Problem: Filter the entries that follow, copying every line in which the word "Configuration" appears.

Extracted data entries:
▬▬▬▬▬▬▬▬▬▬
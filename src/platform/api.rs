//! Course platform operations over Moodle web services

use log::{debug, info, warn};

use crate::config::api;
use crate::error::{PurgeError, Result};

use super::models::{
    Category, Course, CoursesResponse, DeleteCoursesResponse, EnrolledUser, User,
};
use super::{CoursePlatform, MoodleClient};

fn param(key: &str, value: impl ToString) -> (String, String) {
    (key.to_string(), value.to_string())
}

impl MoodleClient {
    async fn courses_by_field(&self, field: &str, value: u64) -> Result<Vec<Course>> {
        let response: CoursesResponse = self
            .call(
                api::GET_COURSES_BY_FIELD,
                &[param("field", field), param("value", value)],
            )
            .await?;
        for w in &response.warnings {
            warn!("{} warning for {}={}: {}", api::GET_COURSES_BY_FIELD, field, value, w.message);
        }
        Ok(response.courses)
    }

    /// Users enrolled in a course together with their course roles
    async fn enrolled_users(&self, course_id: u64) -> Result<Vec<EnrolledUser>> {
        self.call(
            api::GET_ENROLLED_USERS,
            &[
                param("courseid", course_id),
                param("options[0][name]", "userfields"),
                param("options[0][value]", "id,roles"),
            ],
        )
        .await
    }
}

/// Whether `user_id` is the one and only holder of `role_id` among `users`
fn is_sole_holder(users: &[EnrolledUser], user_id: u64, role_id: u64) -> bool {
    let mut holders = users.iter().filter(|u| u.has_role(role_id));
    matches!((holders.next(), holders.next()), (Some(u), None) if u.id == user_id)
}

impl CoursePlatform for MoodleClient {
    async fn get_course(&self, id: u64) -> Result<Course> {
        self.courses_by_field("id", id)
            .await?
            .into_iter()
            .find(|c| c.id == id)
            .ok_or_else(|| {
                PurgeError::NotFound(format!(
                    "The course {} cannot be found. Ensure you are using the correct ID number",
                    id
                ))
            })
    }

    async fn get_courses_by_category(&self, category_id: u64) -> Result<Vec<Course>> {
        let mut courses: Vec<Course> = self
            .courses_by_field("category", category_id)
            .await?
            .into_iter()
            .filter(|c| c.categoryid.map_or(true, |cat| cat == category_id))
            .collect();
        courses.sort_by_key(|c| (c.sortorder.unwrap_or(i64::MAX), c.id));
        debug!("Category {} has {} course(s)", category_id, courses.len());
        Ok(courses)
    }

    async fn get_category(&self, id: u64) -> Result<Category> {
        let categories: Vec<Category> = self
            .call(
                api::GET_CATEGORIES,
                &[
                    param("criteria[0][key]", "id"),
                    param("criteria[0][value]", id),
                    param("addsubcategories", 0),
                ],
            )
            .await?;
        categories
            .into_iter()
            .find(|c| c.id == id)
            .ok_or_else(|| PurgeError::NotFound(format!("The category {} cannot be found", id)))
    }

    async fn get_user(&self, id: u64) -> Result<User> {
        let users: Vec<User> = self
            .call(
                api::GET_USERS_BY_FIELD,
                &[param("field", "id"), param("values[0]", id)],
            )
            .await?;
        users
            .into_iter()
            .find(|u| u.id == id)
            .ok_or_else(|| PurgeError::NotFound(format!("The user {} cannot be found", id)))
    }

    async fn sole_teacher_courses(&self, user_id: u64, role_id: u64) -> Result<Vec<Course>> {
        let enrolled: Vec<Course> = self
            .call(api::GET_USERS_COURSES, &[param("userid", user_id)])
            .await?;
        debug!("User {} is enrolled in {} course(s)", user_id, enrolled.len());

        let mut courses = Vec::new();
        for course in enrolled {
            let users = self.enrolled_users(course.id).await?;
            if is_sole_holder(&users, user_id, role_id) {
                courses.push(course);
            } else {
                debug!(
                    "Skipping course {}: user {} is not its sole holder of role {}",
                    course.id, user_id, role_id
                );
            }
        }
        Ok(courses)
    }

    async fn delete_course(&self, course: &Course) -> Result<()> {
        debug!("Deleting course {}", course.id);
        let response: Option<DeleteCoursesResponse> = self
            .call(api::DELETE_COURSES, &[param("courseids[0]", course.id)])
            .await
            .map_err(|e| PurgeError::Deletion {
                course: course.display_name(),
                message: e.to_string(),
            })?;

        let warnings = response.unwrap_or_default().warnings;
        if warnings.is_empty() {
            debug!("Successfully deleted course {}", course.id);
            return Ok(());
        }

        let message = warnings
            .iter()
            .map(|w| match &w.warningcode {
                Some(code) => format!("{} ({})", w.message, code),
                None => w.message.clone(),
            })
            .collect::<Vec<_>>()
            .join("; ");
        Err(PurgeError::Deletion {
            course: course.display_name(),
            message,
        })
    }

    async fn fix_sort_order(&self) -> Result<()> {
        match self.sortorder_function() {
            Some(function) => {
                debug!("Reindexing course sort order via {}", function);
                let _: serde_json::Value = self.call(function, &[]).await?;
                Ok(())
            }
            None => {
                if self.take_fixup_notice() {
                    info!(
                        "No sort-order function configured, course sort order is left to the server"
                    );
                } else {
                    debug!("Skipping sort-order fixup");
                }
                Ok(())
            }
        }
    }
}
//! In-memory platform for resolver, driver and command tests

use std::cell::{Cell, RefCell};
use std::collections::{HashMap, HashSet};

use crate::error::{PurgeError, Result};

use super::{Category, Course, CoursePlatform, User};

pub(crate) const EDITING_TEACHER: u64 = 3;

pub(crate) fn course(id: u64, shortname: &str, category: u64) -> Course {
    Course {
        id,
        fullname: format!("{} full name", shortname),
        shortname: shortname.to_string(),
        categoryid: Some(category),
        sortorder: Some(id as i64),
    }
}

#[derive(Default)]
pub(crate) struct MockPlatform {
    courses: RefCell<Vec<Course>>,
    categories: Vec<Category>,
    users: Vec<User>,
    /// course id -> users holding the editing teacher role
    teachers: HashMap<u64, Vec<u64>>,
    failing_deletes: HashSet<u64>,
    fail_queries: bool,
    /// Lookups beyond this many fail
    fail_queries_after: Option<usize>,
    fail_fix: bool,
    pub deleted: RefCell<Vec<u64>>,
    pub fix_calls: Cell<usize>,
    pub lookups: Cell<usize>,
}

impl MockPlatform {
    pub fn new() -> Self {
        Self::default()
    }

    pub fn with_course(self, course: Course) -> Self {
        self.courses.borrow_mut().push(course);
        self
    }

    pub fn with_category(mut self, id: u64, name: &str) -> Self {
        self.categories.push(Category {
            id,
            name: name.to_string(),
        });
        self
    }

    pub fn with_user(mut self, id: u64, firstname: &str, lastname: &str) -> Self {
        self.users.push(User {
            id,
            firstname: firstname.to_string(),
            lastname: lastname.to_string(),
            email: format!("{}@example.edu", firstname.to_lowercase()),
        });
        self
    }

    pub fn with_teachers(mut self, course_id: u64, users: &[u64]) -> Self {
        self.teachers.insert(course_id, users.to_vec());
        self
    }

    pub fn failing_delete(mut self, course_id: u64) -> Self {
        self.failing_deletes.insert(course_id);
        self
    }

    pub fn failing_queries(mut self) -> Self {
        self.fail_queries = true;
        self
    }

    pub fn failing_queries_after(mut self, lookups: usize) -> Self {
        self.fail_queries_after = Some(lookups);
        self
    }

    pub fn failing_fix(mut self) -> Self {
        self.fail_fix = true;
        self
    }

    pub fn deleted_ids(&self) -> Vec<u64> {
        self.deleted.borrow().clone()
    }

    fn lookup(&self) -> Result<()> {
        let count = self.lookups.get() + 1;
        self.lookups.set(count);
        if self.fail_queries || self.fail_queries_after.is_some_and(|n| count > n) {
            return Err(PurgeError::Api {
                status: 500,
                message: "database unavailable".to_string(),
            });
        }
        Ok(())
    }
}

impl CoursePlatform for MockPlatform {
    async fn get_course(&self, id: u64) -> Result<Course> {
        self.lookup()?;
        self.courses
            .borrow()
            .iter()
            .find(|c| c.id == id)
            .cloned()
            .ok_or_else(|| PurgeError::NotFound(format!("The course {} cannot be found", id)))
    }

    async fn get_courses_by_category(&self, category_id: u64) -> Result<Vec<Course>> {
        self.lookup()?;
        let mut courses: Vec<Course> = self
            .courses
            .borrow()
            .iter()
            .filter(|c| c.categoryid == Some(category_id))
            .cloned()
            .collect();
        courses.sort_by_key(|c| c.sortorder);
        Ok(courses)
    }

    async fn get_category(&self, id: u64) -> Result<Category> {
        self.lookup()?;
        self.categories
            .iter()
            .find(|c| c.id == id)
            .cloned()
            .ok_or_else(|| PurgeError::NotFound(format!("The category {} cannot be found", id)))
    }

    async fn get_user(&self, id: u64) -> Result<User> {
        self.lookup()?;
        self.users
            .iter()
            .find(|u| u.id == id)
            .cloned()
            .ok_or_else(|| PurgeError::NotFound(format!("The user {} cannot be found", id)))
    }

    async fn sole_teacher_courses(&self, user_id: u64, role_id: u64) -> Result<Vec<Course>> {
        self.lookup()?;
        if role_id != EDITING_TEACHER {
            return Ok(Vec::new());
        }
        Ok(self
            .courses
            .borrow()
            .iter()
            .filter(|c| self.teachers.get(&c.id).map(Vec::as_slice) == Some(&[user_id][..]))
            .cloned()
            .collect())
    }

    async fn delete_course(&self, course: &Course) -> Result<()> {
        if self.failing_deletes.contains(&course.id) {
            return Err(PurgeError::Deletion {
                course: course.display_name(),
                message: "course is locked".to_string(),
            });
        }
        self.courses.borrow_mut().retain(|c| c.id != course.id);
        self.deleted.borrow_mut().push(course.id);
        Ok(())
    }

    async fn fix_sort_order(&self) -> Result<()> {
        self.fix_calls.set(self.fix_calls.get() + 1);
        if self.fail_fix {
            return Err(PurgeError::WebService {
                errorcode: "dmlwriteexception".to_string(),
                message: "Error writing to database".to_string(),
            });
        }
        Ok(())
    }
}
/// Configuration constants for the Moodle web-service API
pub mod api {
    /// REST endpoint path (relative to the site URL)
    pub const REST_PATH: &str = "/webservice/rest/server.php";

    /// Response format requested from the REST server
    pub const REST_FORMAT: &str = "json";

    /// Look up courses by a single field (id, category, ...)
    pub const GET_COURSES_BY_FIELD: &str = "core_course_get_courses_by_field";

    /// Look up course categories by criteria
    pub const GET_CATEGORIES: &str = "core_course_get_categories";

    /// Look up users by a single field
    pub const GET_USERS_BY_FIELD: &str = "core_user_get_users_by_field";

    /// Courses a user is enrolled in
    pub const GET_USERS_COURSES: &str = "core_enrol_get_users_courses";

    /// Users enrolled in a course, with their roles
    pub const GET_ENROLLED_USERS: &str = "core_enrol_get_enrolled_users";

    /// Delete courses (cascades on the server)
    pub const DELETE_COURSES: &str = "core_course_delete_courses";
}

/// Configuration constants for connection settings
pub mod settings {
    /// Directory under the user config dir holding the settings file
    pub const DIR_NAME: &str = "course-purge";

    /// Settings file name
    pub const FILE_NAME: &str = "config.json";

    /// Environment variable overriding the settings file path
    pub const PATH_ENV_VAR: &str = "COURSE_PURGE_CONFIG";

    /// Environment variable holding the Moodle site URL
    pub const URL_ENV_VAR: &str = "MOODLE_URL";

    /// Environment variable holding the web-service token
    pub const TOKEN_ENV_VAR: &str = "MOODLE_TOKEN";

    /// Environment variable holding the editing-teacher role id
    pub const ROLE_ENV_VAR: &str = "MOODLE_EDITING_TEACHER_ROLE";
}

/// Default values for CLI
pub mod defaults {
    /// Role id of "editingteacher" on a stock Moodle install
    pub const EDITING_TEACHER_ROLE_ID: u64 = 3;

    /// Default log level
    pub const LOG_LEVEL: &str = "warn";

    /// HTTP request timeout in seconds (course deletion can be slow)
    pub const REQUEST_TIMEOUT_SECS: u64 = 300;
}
▬▬▬▬▬▬▬▬▬▬
Solution for this exercise:
/// Configuration constants for the Moodle web-service API
/// Configuration constants for connection settings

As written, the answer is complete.